I was going to visit my sister today and on the way I went to visit my mother’s grave.
The cemetery was a madhouse. I guess I shouldn’t have been surprised, lots of other people had the same idea. Lots of Hispanic and Vietnamese families, some white families and individual white people.
I thought I remembered where it was, but I couldn’t find it. I walked over to the office but it was closed. I did some internet searching on my phone, found the location and walked back.
It was about where I thought it was, but I hadn’t been able to find it. Modern cemeteries are pretty anonymous places, a sea of flat, almost identical markers. It was a different color than I remembered and more plain.

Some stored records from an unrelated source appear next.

use crate::error::ApiError;
use crate::models::{LoginRequest, LoginResponse};
use crate::services::ApiClient;

/// Login con username y password contra POST /auth/login.
/// El client todavía no lleva token: el login es el que lo obtiene.
pub async fn perform_login(
    client: &ApiClient,
    username: &str,
    password: &str,
) -> Result<LoginResponse, ApiError> {
    let request_body = LoginRequest {
        username: username.to_string(),
        password: password.to_string(),
    };
    let body = serde_json::to_value(&request_body)
        .map_err(|e| ApiError::Network(format!("Serialization error: {}", e)))?;

    log::info!("🔐 Iniciando sesión para usuario: {}", username);

    client.post("/auth/login", Some(body)).await
}
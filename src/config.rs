use serde::{Deserialize, Serialize};

#[derive(Debug, Clone, Serialize, Deserialize)]
pub struct AppConfig {
    pub backend_url_development: String,
    pub backend_url_production: String,
    pub environment: String,
    pub enable_logging: bool,
    pub search_config: SearchConfig,
}

#[derive(Debug, Clone, Serialize, Deserialize)]
pub struct SearchConfig {
    /// Ventana de debounce del input de búsqueda (ms)
    pub debounce_ms: u32,
    /// Longitud mínima de query antes de emitir requests
    pub min_query_len: usize,
    /// Límite de resultados pedido al backend
    pub default_limit: u32,
}

impl Default for SearchConfig {
    fn default() -> Self {
        Self {
            debounce_ms: 300,
            min_query_len: 2,
            default_limit: 10,
        }
    }
}

impl Default for AppConfig {
    fn default() -> Self {
        Self {
            backend_url_development: "http://localhost:3000".to_string(),
            backend_url_production: "https://api.finedskywalker.com".to_string(),
            environment: "development".to_string(),
            enable_logging: true,
            search_config: SearchConfig::default(),
        }
    }
}

impl AppConfig {
    /// Carga la configuración desde variables de entorno en tiempo de compilación
    pub fn from_env() -> Self {
        Self {
            backend_url_development: option_env!("BACKEND_URL_DEVELOPMENT")
                .unwrap_or("http://localhost:3000").to_string(),
            backend_url_production: option_env!("BACKEND_URL_PRODUCTION")
                .unwrap_or("https://api.finedskywalker.com").to_string(),
            environment: option_env!("ENVIRONMENT")
                .unwrap_or("development").to_string(),
            enable_logging: option_env!("ENABLE_LOGGING")
                .unwrap_or("true").parse().unwrap_or(true),
            search_config: SearchConfig {
                debounce_ms: option_env!("SEARCH_DEBOUNCE_MS")
                    .unwrap_or("300").parse().unwrap_or(300),
                min_query_len: option_env!("SEARCH_MIN_QUERY_LEN")
                    .unwrap_or("2").parse().unwrap_or(2),
                default_limit: option_env!("SEARCH_DEFAULT_LIMIT")
                    .unwrap_or("10").parse().unwrap_or(10),
            },
        }
    }

    /// Obtiene la URL del backend según el entorno actual
    pub fn backend_url(&self) -> &str {
        match self.environment.as_str() {
            "production" => &self.backend_url_production,
            _ => &self.backend_url_development,
        }
    }

    /// Verifica si el modo de logging está habilitado
    pub fn is_logging_enabled(&self) -> bool {
        self.enable_logging
    }
}

// Configuración global estática
lazy_static::lazy_static! {
    pub static ref CONFIG: AppConfig = AppConfig::from_env();
}

#[cfg(test)]
mod tests {
    use super::*;

    #[test]
    fn defaults_de_busqueda() {
        let config = SearchConfig::default();
        assert_eq!(config.debounce_ms, 300);
        assert_eq!(config.min_query_len, 2);
        assert_eq!(config.default_limit, 10);
    }

    #[test]
    fn backend_url_segun_entorno() {
        let mut config = AppConfig::default();
        assert_eq!(config.backend_url(), config.backend_url_development);
        config.environment = "production".to_string();
        assert_eq!(config.backend_url(), "https://api.finedskywalker.com");
    }
}
use crate::error::ApiError;
use crate::models::TickerMetrics;
use crate::services::ApiClient;
use crate::utils::CancelToken;

/// Obtener las métricas de valuación y scorecard para un ticker
pub async fn fetch_ticker_metrics(
    client: &ApiClient,
    ticker: &str,
    cancel_token: Option<CancelToken>,
) -> Result<TickerMetrics, ApiError> {
    let path = format!("/api/stocks/{}/metrics", ticker.to_uppercase());

    log::info!("📈 Obteniendo métricas para {}", ticker);

    client.get(&path, Vec::new(), cancel_token).await
}
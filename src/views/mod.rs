pub mod header;
pub mod login;
pub mod search;
pub mod ticker_details;

pub use header::render_header;
pub use login::render_login;
pub use search::render_search;
pub use ticker_details::render_ticker_details;
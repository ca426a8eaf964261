// ============================================================================
// STOCK ANALYZER APP - FRONTEND MVVM ESTRICTO (RUST PURO)
// ============================================================================
// Arquitectura MVVM estricta:
// - Views: Funciones que renderizan DOM (sin lógica)
// - ViewModels: Estado + Lógica UI
// - Services: SOLO comunicación API
// - State: State Management con Rc<RefCell>
// - Models: Estructuras compartidas con backend
// ============================================================================

mod app;
mod config;
mod dom;
mod error;
mod models;
mod services;
mod state;
mod utils;
mod viewmodels;
mod views;

use std::cell::RefCell;

use wasm_bindgen::prelude::*;
use wasm_logger::Config;

use crate::app::App;

// Variable estática global para mantener la instancia de App
thread_local! {
    static APP: RefCell<Option<App>> = RefCell::new(None);
}

#[wasm_bindgen(start)]
pub fn main() -> Result<(), JsValue> {
    // Panic hook para mejor debugging
    console_error_panic_hook::set_once();

    if config::CONFIG.enable_logging {
        wasm_logger::init(Config::default());
    }
    log::info!("🚀 finEdSkywalker - Rust Puro + MVVM");

    // Crear y renderizar app
    let mut app = App::new()?;
    app.render()?;

    // Guardar app en variable global
    APP.with(|app_cell| {
        *app_cell.borrow_mut() = Some(app);
    });

    Ok(())
}

/// Re-renderizar la app completa
pub fn rerender_app() {
    APP.with(|app_cell| {
        if let Some(ref mut app) = *app_cell.borrow_mut() {
            if let Err(e) = app.render() {
                log::error!("❌ Error re-renderizando: {:?}", e);
            }
        } else {
            log::warn!("⚠️ App no está inicializada");
        }
    });
}

/// Re-render llamable desde JavaScript
#[wasm_bindgen]
pub fn rerender_app_wasm() {
    rerender_app();
}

I sat down to collect my thoughts, but the scene around me took my interest. Nearby a middle-aged Hispanic woman sat on a bench in the shade of a tree. She was there when I had first searched the area. She was probably a person of humble circumstances for who family is their whole life. The loss of her mother probably hit her pretty hard. Closer a couple of Vietnamese women lay prone on the ground talking. They too were there for a long time, but didn’t seem too sad. Near them was a middle aged white woman who didn’t sit down, but looked pensively at a marker holding some flowers.
I thought of some things I hadn’t thought about before, so I’m glad I went, I guess, Eventually I got up and made my way back to my car. On the way I saw a middle-aged white woman sitting by a marker with many white flowers in a vase. She had snapped the heads off some flowers and had arranged them around the edge of the stone.
This was a little more poignant than the typical display, but then I looked at the marker. It had a male name on it, one of the more “modern” boys’ names that suggested the person buried there was relatively young.
So, rather than the son visiting his mother on Mother’s Day, she was visiting him- at the cemetery. I had cried a little before but I cried some more. I have had a lot of hard times but the devastation here was hardly to be imagined.
Atheists wonder why people are religious, and this is why. The epicureanism of the sophisticated and comfortable does not hold up well under loss.
I pray for the woman and her son, that she may find some peace now and that they can find complete peace and joy together later.